The New Advent encyclopedia is helpful here:
  • Anger: The desire of vengeance. Its ethical rating depends upon the quality of the vengeance and the quantity of the passion. When these are in conformity with the prescriptions of balanced reason, anger is not a sin. It is rather a praiseworthy thing and justifiable with a proper zeal. It becomes sinful when it is sought to wreak vengeance upon one who has not deserved it, or to a greater extent than it has been deserved, or in conflict with the dispositions of law, or from an improper motive. The sin is then in a general sense mortal as being opposed to justice and charity. It may, however, be venial because the punishment aimed at is but a trifling one or because of lack of full deliberation. Likewise, anger is sinful when there is an undue vehemence in the passion itself, whether inwardly or outwardly. Ordinarily it is then accounted a venial sin unless the excess be so great as to go counter seriously to the love of God or of one's neighbour.
We see from this that voicing anger can be a sin, but not necessarily.

  • Is there a way to act out in anger that is not sinful? Is there a way to assert yourself while angry that is not sinful? Can you provide me with examples?
See the paragraph above on the definition of "anger" and how to be righteously angry. Jesus provided many of our best examples, for instance, when he drove out the money changers (here), called the Pharisees a "brood of vipers" (here), and chastised the "wicked servant" (here). Of course there are some excellent examples in the OT as well, such as when Moses slayed the worshippers of the golden calf (here) and when the Lord destroyed Sodom and Gomor'rah (here). Note that the Lord's actions are proportionate in this instance because in the Old Covenant, the punishment for transgressing the law was death, and this was just since it was always the arrangment that the people agreed to when they entered into a convenant with the Lord.

I hope that helps

Pax Christi,


Kathryn said...

Thanks for the comment! I'll link you to mine too. Later!

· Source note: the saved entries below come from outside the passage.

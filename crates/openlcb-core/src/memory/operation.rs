use std::collections::VecDeque;
use std::time::Instant;

use tracing::debug;

use super::error::{MemoryError, WriteFailure};
use crate::config::MemoryConfig;
use crate::identity::NodeId;
use crate::protocols::memconfig::{McsReply, McsRequest, SpaceInfo};

pub type ReadHandler = Box<dyn FnOnce(Result<ReadData, MemoryError>) + Send>;
pub type WriteHandler = Box<dyn FnOnce(Result<(), WriteFailure>) + Send>;
pub type SpaceInfoHandler = Box<dyn FnOnce(Result<SpaceInfo, MemoryError>) + Send>;

pub(crate) type Completion = Box<dyn FnOnce() + Send>;

/// Bytes returned by a completed read.
///
/// `data` may be shorter than `requested` when the node signalled the end
/// of the space with a short chunk.
#[derive(Debug, Clone, PartialEq, Eq)]
pub struct ReadData {
    pub peer: NodeId,
    pub space: u8,
    pub address: u32,
    pub requested: usize,
    pub data: Vec<u8>,
}

impl ReadData {
    pub fn is_short(&self) -> bool {
        self.data.len() < self.requested
    }
}

pub(crate) struct Operation {
    pub id: u64,
    pub peer: NodeId,
    pub kind: OpKind,
}

pub(crate) enum OpKind {
    Read {
        space: u8,
        address: u32,
        requested: usize,
        data: Vec<u8>,
        ended: bool,
        handler: ReadHandler,
    },
    Write {
        space: u8,
        address: u32,
        data: Vec<u8>,
        written: usize,
        handler: WriteHandler,
    },
    SpaceInfo {
        space: u8,
        info: Option<SpaceInfo>,
        handler: SpaceInfoHandler,
    },
}

impl Operation {
    fn is_complete(&self) -> bool {
        match &self.kind {
            OpKind::Read {
                requested,
                data,
                ended,
                ..
            } => *ended || data.len() >= *requested,
            OpKind::Write { data, written, .. } => *written >= data.len(),
            OpKind::SpaceInfo { info, .. } => info.is_some(),
        }
    }

    /// Request for the next chunk and the number of bytes it covers.
    fn next_request(&self, config: &MemoryConfig) -> (McsRequest, usize) {
        match &self.kind {
            OpKind::Read {
                space,
                address,
                requested,
                data,
                ..
            } => {
                let count = (requested - data.len()).min(config.max_read_chunk);
                let request = McsRequest::Read {
                    space: *space,
                    address: address.wrapping_add(data.len() as u32),
                    count: count as u8,
                };
                (request, count)
            }
            OpKind::Write {
                space,
                address,
                data,
                written,
                ..
            } => {
                let end = (written + config.max_write_chunk).min(data.len());
                let request = McsRequest::Write {
                    space: *space,
                    address: address.wrapping_add(*written as u32),
                    data: data[*written..end].to_vec(),
                };
                (request, end - written)
            }
            OpKind::SpaceInfo { space, .. } => (McsRequest::GetSpaceInfo { space: *space }, 0),
        }
    }

    fn succeed(self) -> Completion {
        let peer = self.peer;
        match self.kind {
            OpKind::Read {
                space,
                address,
                requested,
                data,
                handler,
                ..
            } => Box::new(move || {
                handler(Ok(ReadData {
                    peer,
                    space,
                    address,
                    requested,
                    data,
                }))
            }),
            OpKind::Write { handler, .. } => Box::new(move || handler(Ok(()))),
            OpKind::SpaceInfo { info, handler, .. } => Box::new(move || {
                handler(info.ok_or_else(|| MemoryError::Protocol {
                    reason: "space information missing".to_string(),
                }))
            }),
        }
    }

    pub(crate) fn fail(self, error: MemoryError) -> Completion {
        match self.kind {
            OpKind::Read { handler, .. } => Box::new(move || handler(Err(error))),
            OpKind::Write {
                written, handler, ..
            } => Box::new(move || handler(Err(WriteFailure { written, error }))),
            OpKind::SpaceInfo { handler, .. } => Box::new(move || handler(Err(error))),
        }
    }
}

#[derive(Debug, Clone, Copy, PartialEq, Eq)]
pub(crate) enum Phase {
    Sending,
    AwaitingReply { deadline: Instant },
}

pub(crate) struct Active {
    pub op: Operation,
    /// Bumped for every chunk so stale datagram answers are recognised.
    pub seq: u64,
    pub chunk_len: usize,
    pub phase: Phase,
}

impl Active {
    pub fn is_write(&self) -> bool {
        matches!(self.op.kind, OpKind::Write { .. })
    }
}

enum Step {
    Advance,
    Fail(u16),
    Ignore(McsReply),
}

pub(crate) enum Action {
    Send {
        peer: NodeId,
        id: u64,
        seq: u64,
        request: McsRequest,
    },
    Complete(Completion),
}

/// Operations for one peer: at most one active, the rest in FIFO order.
#[derive(Default)]
pub(crate) struct PeerOps {
    pub active: Option<Active>,
    pub queued: VecDeque<Operation>,
}

impl PeerOps {
    pub fn len(&self) -> usize {
        self.queued.len() + usize::from(self.active.is_some())
    }

    pub fn is_current(&self, id: u64, seq: u64) -> bool {
        self.active
            .as_ref()
            .is_some_and(|active| active.op.id == id && active.seq == seq)
    }

    pub fn submit(&mut self, op: Operation, config: &MemoryConfig) -> Option<Action> {
        if self.active.is_some() {
            self.queued.push_back(op);
            return None;
        }
        Some(self.activate(op, config))
    }

    fn activate(&mut self, op: Operation, config: &MemoryConfig) -> Action {
        let (request, chunk_len) = op.next_request(config);
        let action = Action::Send {
            peer: op.peer,
            id: op.id,
            seq: 0,
            request,
        };
        self.active = Some(Active {
            op,
            seq: 0,
            chunk_len,
            phase: Phase::Sending,
        });
        action
    }

    /// End the active operation, then start the next queued one.
    ///
    /// The completion comes first in the returned list so the next request
    /// goes out only after the previous handler returned.
    pub fn finish(
        &mut self,
        outcome: Result<(), MemoryError>,
        config: &MemoryConfig,
    ) -> Vec<Action> {
        let Some(done) = self.active.take() else {
            return Vec::new();
        };
        let completion = match outcome {
            Ok(()) => done.op.succeed(),
            Err(error) => done.op.fail(error),
        };
        let mut actions = vec![Action::Complete(completion)];
        if let Some(next) = self.queued.pop_front() {
            actions.push(self.activate(next, config));
        }
        actions
    }

    /// Complete the active operation or request its next chunk.
    pub fn settle(&mut self, config: &MemoryConfig) -> Vec<Action> {
        let complete = match &self.active {
            Some(active) => active.op.is_complete(),
            None => return Vec::new(),
        };
        if complete {
            return self.finish(Ok(()), config);
        }
        let Some(active) = self.active.as_mut() else {
            return Vec::new();
        };
        let (request, chunk_len) = active.op.next_request(config);
        active.seq += 1;
        active.chunk_len = chunk_len;
        active.phase = Phase::Sending;
        vec![Action::Send {
            peer: active.op.peer,
            id: active.op.id,
            seq: active.seq,
            request,
        }]
    }

    /// Apply a reply datagram to the active operation.
    ///
    /// Replies that do not answer the current chunk are ignored. Nodes ack a
    /// request before replying, so a reply arriving while the chunk is still
    /// unacknowledged belongs to an earlier, abandoned request.
    pub fn apply_reply(&mut self, reply: McsReply, config: &MemoryConfig) -> Vec<Action> {
        let Some(active) = self.active.as_mut() else {
            debug!(?reply, "memory configuration reply without active operation");
            return Vec::new();
        };
        if active.phase == Phase::Sending {
            debug!(peer = %active.op.peer, ?reply, "reply before request was acked, ignored");
            return Vec::new();
        }
        let peer = active.op.peer;
        let chunk_len = active.chunk_len;
        let step = match (&mut active.op.kind, reply) {
            (
                OpKind::Read {
                    space,
                    address,
                    data,
                    ended,
                    ..
                },
                McsReply::ReadOk {
                    space: reply_space,
                    address: reply_address,
                    data: chunk,
                },
            ) if reply_space == *space
                && reply_address == address.wrapping_add(data.len() as u32) =>
            {
                let take = chunk.len().min(chunk_len);
                data.extend_from_slice(&chunk[..take]);
                if chunk.len() < chunk_len {
                    *ended = true;
                }
                Step::Advance
            }
            (
                OpKind::Read {
                    space,
                    address,
                    data,
                    ..
                },
                McsReply::ReadFailed {
                    space: reply_space,
                    address: reply_address,
                    code,
                },
            ) if reply_space == *space
                && reply_address == address.wrapping_add(data.len() as u32) =>
            {
                Step::Fail(code)
            }
            (
                OpKind::Write {
                    space,
                    address,
                    written,
                    ..
                },
                McsReply::WriteOk {
                    space: reply_space,
                    address: reply_address,
                },
            ) if reply_space == *space
                && reply_address == address.wrapping_add(*written as u32) =>
            {
                *written += chunk_len;
                Step::Advance
            }
            (
                OpKind::Write {
                    space,
                    address,
                    written,
                    ..
                },
                McsReply::WriteFailed {
                    space: reply_space,
                    address: reply_address,
                    code,
                },
            ) if reply_space == *space
                && reply_address == address.wrapping_add(*written as u32) =>
            {
                Step::Fail(code)
            }
            (OpKind::SpaceInfo { space, info, .. }, McsReply::SpaceInfo(reported))
                if reported.space == *space =>
            {
                *info = Some(reported);
                Step::Advance
            }
            (_, other) => Step::Ignore(other),
        };
        match step {
            Step::Advance => self.settle(config),
            Step::Fail(code) => self.finish(Err(MemoryError::Rejected { code }), config),
            Step::Ignore(reply) => {
                debug!(peer = %peer, ?reply, "reply does not match active operation");
                Vec::new()
            }
        }
    }

    /// The active write chunk was acked without a pending reply.
    pub fn write_chunk_done(&mut self, config: &MemoryConfig) -> Vec<Action> {
        if let Some(Active {
            op: Operation {
                kind: OpKind::Write { written, .. },
                ..
            },
            chunk_len,
            ..
        }) = self.active.as_mut()
        {
            *written += *chunk_len;
        }
        self.settle(config)
    }
}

causa nostra laetitiae said...

Very informative post on a seldom discussed topic.
I once heard a good explanation of this distinction, from Maria Von Trapp. She said, why is it that we tolerate all manner of offences against Our Lord, with calm, and call it charity, yet the first thing said against ourselves personally evokes a speedy response?
It should be the opposite, we must be quick to defend Our Lord from insult, and dismiss it when it is against ourselves. Look at how Our Lord tolerated the insults of the Passion, and do likewise.

Anonymous said...

Excited to find your site.
In Jesus
Maria in the UK

phatcatholic said...

great! i hope you will return often!